Later in this sermon Jesus will emphasize the spirit rather than the letter of the law. The Pharisees put a tremendous emphasis on the letter of the law, but Jesus was looking for something very different from the Pharisaic standard. For them it was a matter of observing regulations (and softening them where possible), but for Him it was keeping the commandments in depth; He taught a radical obedience.
~Morris, L. (1992). The Gospel according to Matthew (pp. 110–111). W.B. Eerdmans; Inter-Varsity Press.
I remember reading about a popular 1st Century rabbinic teaching concerning the "keeping" of Torah.
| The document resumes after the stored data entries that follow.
impl<'a> Lexer<'a> {
    /// Create a new lexer for the given source code.
    pub fn new(source: &'a str) -> Self {
        let mut lexer = Self {
            source: source.as_bytes(),
            pos: 0,
            token_start: 0,
            interp_depths: Vec::new(),
        };
        lexer.skip_shebang();
        lexer
    }

    /// Get the current byte position.
    pub fn pos(&self) -> usize {
        self.pos
    }

    /// Get the next token.
    pub fn next_token(&mut self) -> Token {
        if let Err(kind) = self.skip_whitespace_and_comments() {
            return self.make_token(kind);
        }
        self.token_start = self.pos;

        if self.is_eof() {
            return self.make_token(TokenKind::Eof);
        }

        let ch = self.current();
        let kind = match ch {
            // Names and keywords
            b'a'..=b'z' | b'A'..=b'Z' | b'_' => self.scan_identifier(),

            // Numbers
            b'0'..=b'9' => self.scan_number(),
            b'.' if self.peek_char().is_ascii_digit() => self.scan_number(),

            // Strings
            b'"' | b'\'' => self.scan_string(ch),
            b'[' if matches!(self.peek_char(), b'[' | b'=') => self.scan_long_string_or_bracket(),
            b'`' => {
                self.advance();
                self.scan_interp_segment(true)
            }

            // Punctuation and operators
            b'(' => { self.advance(); TokenKind::LParen }
            b')' => { self.advance(); TokenKind::RParen }
            b'{' => {
                self.advance();
                if let Some(depth) = self.interp_depths.last_mut() {
                    *depth += 1;
                }
                TokenKind::LBrace
            }
            b'}' => {
                self.advance();
                match self.interp_depths.last().copied() {
                    Some(0) => {
                        self.interp_depths.pop();
                        self.scan_interp_segment(false)
                    }
                    Some(depth) => {
                        if let Some(last) = self.interp_depths.last_mut() {
                            *last = depth - 1;
                        }
                        TokenKind::RBrace
                    }
                    None => TokenKind::RBrace,
                }
            }
            b'[' => { self.advance(); TokenKind::LBracket }
            b']' => { self.advance(); TokenKind::RBracket }
            b';' => { self.advance(); TokenKind::Semicolon }
            b',' => { self.advance(); TokenKind::Comma }
            b'#' => { self.advance(); TokenKind::Hash }
            b'&' => { self.advance(); TokenKind::Amp }
            b'|' => { self.advance(); TokenKind::Pipe }
            b'?' => { self.advance(); TokenKind::Question }

            b':' => self.scan_pair(b':', TokenKind::ColonColon, TokenKind::Colon),
            b'.' => self.scan_dot(),
            b'+' => self.scan_pair(b'=', TokenKind::PlusEq, TokenKind::Plus),
            b'-' => self.scan_minus(),
            b'*' => self.scan_pair(b'=', TokenKind::StarEq, TokenKind::Star),
            b'/' => self.scan_slash(),
            b'%' => self.scan_pair(b'=', TokenKind::PercentEq, TokenKind::Percent),
            b'^' => self.scan_pair(b'=', TokenKind::CaretEq, TokenKind::Caret),
            b'=' => self.scan_pair(b'=', TokenKind::EqEq, TokenKind::Eq),
            b'~' => self.scan_pair(b'=', TokenKind::TildeEq, TokenKind::Tilde),
            b'<' => self.scan_less_than(),
            b'>' => self.scan_greater_than(),

            // Invalid character
            _ => {
                self.advance_char();
                TokenKind::Invalid
            }
        };

        self.make_token(kind)
    }

    /// Peek at the next token without consuming it.
    pub fn peek(&mut self) -> Token {
        let saved = self.clone();
        let token = self.next_token();
        *self = saved;
        token
    }

    /// Peek `n + 1` tokens ahead without consuming anything.
    pub fn peek_nth(&mut self, n: usize) -> Token {
        let saved = self.clone();
        let mut token = self.next_token();
        for _ in 0..n {
            token = self.next_token();
        }
        *self = saved;
        token
    }

    // === Helper methods ===

    fn is_eof(&self) -> bool {
        self.pos >= self.source.len()
    }

    fn current(&self) -> u8 {
        self.source.get(self.pos).copied().unwrap_or(0)
    }

    fn peek_char(&self) -> u8 {
        self.source.get(self.pos + 1).copied().unwrap_or(0)
    }

    fn advance(&mut self) {
        self.pos += 1;
    }

    fn advance_n(&mut self, n: usize) {
        self.pos += n;
    }

    /// Advance over one UTF-8 encoded character.
    fn advance_char(&mut self) {
        self.advance();
        while !self.is_eof() && (self.current() & 0xC0) == 0x80 {
            self.advance();
        }
    }

    fn make_token(&self, kind: TokenKind) -> Token {
        Token::new(kind, Span::new(self.token_start as u32, self.pos as u32))
    }

    fn token_slice(&self) -> String {
        String::from_utf8_lossy(&self.source[self.token_start..self.pos]).into_owned()
    }

    fn scan_pair(&mut self, second: u8, pair: TokenKind, single: TokenKind) -> TokenKind {
        self.advance();
        if self.current() == second {
            self.advance();
            pair
        } else {
            single
        }
    }

    // === Whitespace and comments ===

    fn skip_shebang(&mut self) {
        if self.source.starts_with(b"#!") {
            while !self.is_eof() && self.current() != b'\n' {
                self.advance();
            }
        }
    }

    fn skip_whitespace_and_comments(&mut self) -> Result<(), TokenKind> {
        loop {
            match self.current() {
                b' ' | b'\t' | b'\r' | b'\n' | 0x0B | 0x0C => self.advance(),
                b'-' if self.peek_char() == b'-' => {
                    self.token_start = self.pos;
                    self.advance_n(2);
                    if let Some(level) = self.long_bracket_level() {
                        if !self.skip_long_bracket(level) {
                            return Err(TokenKind::UnterminatedComment);
                        }
                    } else {
                        while !self.is_eof() && self.current() != b'\n' {
                            self.advance();
                        }
                    }
                }
                _ => return Ok(()),
            }
        }
    }

    /// If the cursor sits on `[`, `[=`, `[==`… followed by `[`, return the
    /// number of `=` signs without consuming anything.
    fn long_bracket_level(&self) -> Option<usize> {
        if self.current() != b'[' {
            return None;
        }
        let mut i = self.pos + 1;
        while self.source.get(i) == Some(&b'=') {
            i += 1;
        }
        (self.source.get(i) == Some(&b'[')).then(|| i - self.pos - 1)
    }

    /// Skip `[==[ ... ]==]`. Returns false when the closing bracket is missing.
    fn skip_long_bracket(&mut self, level: usize) -> bool {
        self.advance_n(level + 2);
        while !self.is_eof() {
            if self.current() == b']' {
                let mut i = self.pos + 1;
                while self.source.get(i) == Some(&b'=') {
                    i += 1;
                }
                if i - self.pos - 1 == level && self.source.get(i) == Some(&b']') {
                    self.pos = i + 1;
                    return true;
                }
            }
            self.advance();
        }
        false
    }

    // === Token scanning ===

    fn scan_identifier(&mut self) -> TokenKind {
        while !self.is_eof() {
            match self.current() {
                b'a'..=b'z' | b'A'..=b'Z' | b'0'..=b'9' | b'_' => self.advance(),
                _ => break,
            }
        }

        let ident = self.token_slice();
        keyword_from_str(&ident).unwrap_or(TokenKind::Identifier(ident))
    }

    fn scan_number(&mut self) -> TokenKind {
        let is_prefixed = self.current() == b'0'
            && matches!(self.peek_char(), b'x' | b'X' | b'b' | b'B');
        if is_prefixed {
            let hex = matches!(self.peek_char(), b'x' | b'X');
            self.advance_n(2);
            loop {
                let c = self.current();
                let is_digit = if hex { c.is_ascii_hexdigit() } else { matches!(c, b'0' | b'1') };
                if is_digit || c == b'_' || (hex && c == b'.') {
                    self.advance();
                } else if hex && matches!(c, b'p' | b'P') {
                    self.advance();
                    if matches!(self.current(), b'+' | b'-') {
                        self.advance();
                    }
                } else {
                    break;
                }
            }
        } else {
            while self.current().is_ascii_digit() || self.current() == b'_' {
                self.advance();
            }
            if self.current() == b'.' && self.peek_char() != b'.' {
                self.advance();
                while self.current().is_ascii_digit() || self.current() == b'_' {
                    self.advance();
                }
            }
            if matches!(self.current(), b'e' | b'E') {
                self.advance();
                if matches!(self.current(), b'+' | b'-') {
                    self.advance();
                }
                while self.current().is_ascii_digit() {
                    self.advance();
                }
            }
        }
        // A number running straight into a name (`3x`) is malformed.
        if self.current().is_ascii_alphabetic() || self.current() == b'_' {
            while self.current().is_ascii_alphanumeric() || self.current() == b'_' {
                self.advance();
            }
            return TokenKind::Invalid;
        }
        TokenKind::Number(self.token_slice())
    }

    fn scan_string(&mut self, quote: u8) -> TokenKind {
        self.advance(); // Skip opening quote
        loop {
            match self.current() {
                _ if self.is_eof() => return TokenKind::UnterminatedString,
                b'\n' => return TokenKind::UnterminatedString,
                b'\\' => {
                    self.advance();
                    if self.is_eof() {
                        return TokenKind::UnterminatedString;
                    }
                    // `\z` skips following whitespace, including newlines
                    if self.current() == b'z' {
                        self.advance();
                        while self.current().is_ascii_whitespace() {
                            self.advance();
                        }
                    } else {
                        self.advance_char();
                    }
                }
                c if c == quote => {
                    self.advance();
                    return TokenKind::String(self.token_slice());
                }
                _ => self.advance_char(),
            }
        }
    }

    fn scan_long_string_or_bracket(&mut self) -> TokenKind {
        match self.long_bracket_level() {
            Some(level) => {
                if self.skip_long_bracket(level) {
                    TokenKind::String(self.token_slice())
                } else {
                    TokenKind::UnterminatedString
                }
            }
            None => {
                // `[=` not followed by a bracket: plain `[`, then `=`
                self.advance();
                TokenKind::LBracket
            }
        }
    }

    /// Scan the text of an interpolated string up to the next `{` or the
    /// closing backtick. `head` is true right after the opening backtick.
    fn scan_interp_segment(&mut self, head: bool) -> TokenKind {
        let text_start = self.pos;
        loop {
            match self.current() {
                _ if self.is_eof() => return TokenKind::UnterminatedString,
                b'\n' => return TokenKind::UnterminatedString,
                b'\\' => {
                    self.advance();
                    if self.is_eof() {
                        return TokenKind::UnterminatedString;
                    }
                    self.advance_char();
                }
                b'`' => {
                    let text = self.slice_from(text_start);
                    self.advance();
                    return if head { TokenKind::InterpNoSub(text) } else { TokenKind::InterpEnd(text) };
                }
                b'{' => {
                    let text = self.slice_from(text_start);
                    self.advance();
                    self.interp_depths.push(0);
                    return if head { TokenKind::InterpBegin(text) } else { TokenKind::InterpMid(text) };
                }
                _ => self.advance_char(),
            }
        }
    }

    fn slice_from(&self, start: usize) -> String {
        String::from_utf8_lossy(&self.source[start..self.pos]).into_owned()
    }

    fn scan_dot(&mut self) -> TokenKind {
        self.advance();
        if self.current() != b'.' {
            return TokenKind::Dot;
        }
        self.advance();
        match self.current() {
            b'.' => { self.advance(); TokenKind::Ellipsis }
            b'=' => { self.advance(); TokenKind::DotDotEq }
            _ => TokenKind::DotDot,
        }
    }

    fn scan_minus(&mut self) -> TokenKind {
        self.advance();
        match self.current() {
            b'=' => { self.advance(); TokenKind::MinusEq }
            b'>' => { self.advance(); TokenKind::Arrow }
            _ => TokenKind::Minus,
        }
    }

    fn scan_slash(&mut self) -> TokenKind {
        self.advance();
        match self.current() {
            b'/' => {
                self.advance();
                if self.current() == b'=' {
                    self.advance();
                    TokenKind::SlashSlashEq
                } else {
                    TokenKind::SlashSlash
                }
            }
            b'=' => { self.advance(); TokenKind::SlashEq }
            _ => TokenKind::Slash,
        }
    }

    fn scan_less_than(&mut self) -> TokenKind {
        self.advance();
        match self.current() {
            b'<' => { self.advance(); TokenKind::LtLt }
            b'=' => { self.advance(); TokenKind::LtEq }
            _ => TokenKind::Lt,
        }
    }

    fn scan_greater_than(&mut self) -> TokenKind {
        self.advance();
        match self.current() {
            b'>' => { self.advance(); TokenKind::GtGt }
            b'=' => { self.advance(); TokenKind::GtEq }
            _ => TokenKind::Gt,
        }
    }
}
Since every (honest) Jew back then realized that keeping/obeying the Law perfectly (or even close to perfectly) was impossible, the idea was put forth that if a person could obey just ~one~ of the 613 Laws perfectly, from adulthood to the grave, God would be ok with that.
James 2:10-11 is just one of the verses/passages that explains why that rabbinic belief/teaching could not be true, so the Father sent the Lord Jesus here to live a perfectly righteous life before Him on our behalf (the life that we were supposed to live before Him, but could not), and then to die on the Cross in our stead to atone for/save us from both the power of our sins (in this life) and from the penalty of our sins and His wrath in the age to come.
Therefore, Jesus is our only innocence, our only righteousness, and the only atonement and satisfaction for our sins and His wrath.
HAPPY NEW YEAR
GOD BLESS YOU!!
~Deuteronomy
2 Corinthians 5
21 He made Him who knew no sin to be sin on our behalf, so that we might become the righteousness of God in Him.